Tatsächlich wird Facebook unverblümt für die Aufstachelung zum Völkermord genutzt, wie Facebook-Whistleblowerin Frances Haugen vorletzten Oktober aufgedeckt hat, beispielsweise in Myanmar und Äthiopien. Facebook-Betreiber Meta Platforms gibt zwar an, sich für Civic Integrity und Sicherheit einzusetzen, hat für die meisten Sprachen der Welt aber gar nichts vorzuweisen. Von den sechs in Äthiopien verbreiteten Sprachen verstünden Facebooks Algorithmen nur zwei, wusste Haugen zu berichten: "Das sind nur die einleitenden Kapitel einer Geschichte, die dermaßen furchtbar ist, dass niemand ihr Ende lesen möchte."

Facebook-Chef Mark Zuckerberg verspricht immer wieder Besserung, setzt aber offensichtlich zu sehr auf Algorithmen und zu wenig auf Intelligenz. Für Postings reicht es nicht aus, den Text zu übersetzen und statistisch zu parsen; die Herausforderung ist, Redewendungen und Bilder im kulturellen und zeitgeschichtlichen Kontext zu erfassen. Wer den Unterschied zwischen Eiernockerl am 1. April und 20. April nicht kennt, wird noch ganz andere Winke mit Zaunpfählen fremder Kulturen nicht sehen.

Immerhin sagt Zuckerberg inzwischen manchmal, dass er Verantwortung anerkennt. Neuerdings mag er sich daran erfreuen, im Vergleich zu einem Kollegen noch gut dazustehen.
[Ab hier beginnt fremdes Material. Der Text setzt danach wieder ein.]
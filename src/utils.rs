//! Small helpers shared across the capture modules.

/// Locate the `name=` of the appsink element inside a launch description.
///
/// Capture requires a *named* appsink so the constructed pipeline can be
/// queried for the delivery endpoint; an unnamed appsink (or none at all)
/// returns `None` and setup fails.
pub fn appsink_name(launch: &str) -> Option<String> {
    for stage in launch.split('!') {
        let mut tokens = stage.split_whitespace();
        if tokens.next() != Some("appsink") {
            continue;
        }
        return tokens
            .find_map(|token| token.strip_prefix("name="))
            .map(str::to_owned);
    }
    None
}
Elon Musk hat nicht nur zirka 80 Prozent aller Moderatoren gekündigt, sondern Twitters Abteilung zur Abwehr von Manipulationen durch Regierungen gleich ganz aufgelöst. Gegen gesundheitsgefährdende Falschinformationen rund um das Coronavirus geht Musks Twitter seit 23. November nicht mehr vor, obwohl sich die entsprechenden Vorschriften eigentlich nicht geändert haben sollen. Sie werden bloß nicht mehr durchgesetzt. Außerdem lässt Musk in Rahmen einer Generalamnestie fast alle gesperrten Konten wieder freischalten, darunter gut 11.000 Konten, die wegen gefährlicher Corona-Lügen gesperrt sind.

Welche Lehren wird das österreichische Parlament ziehen?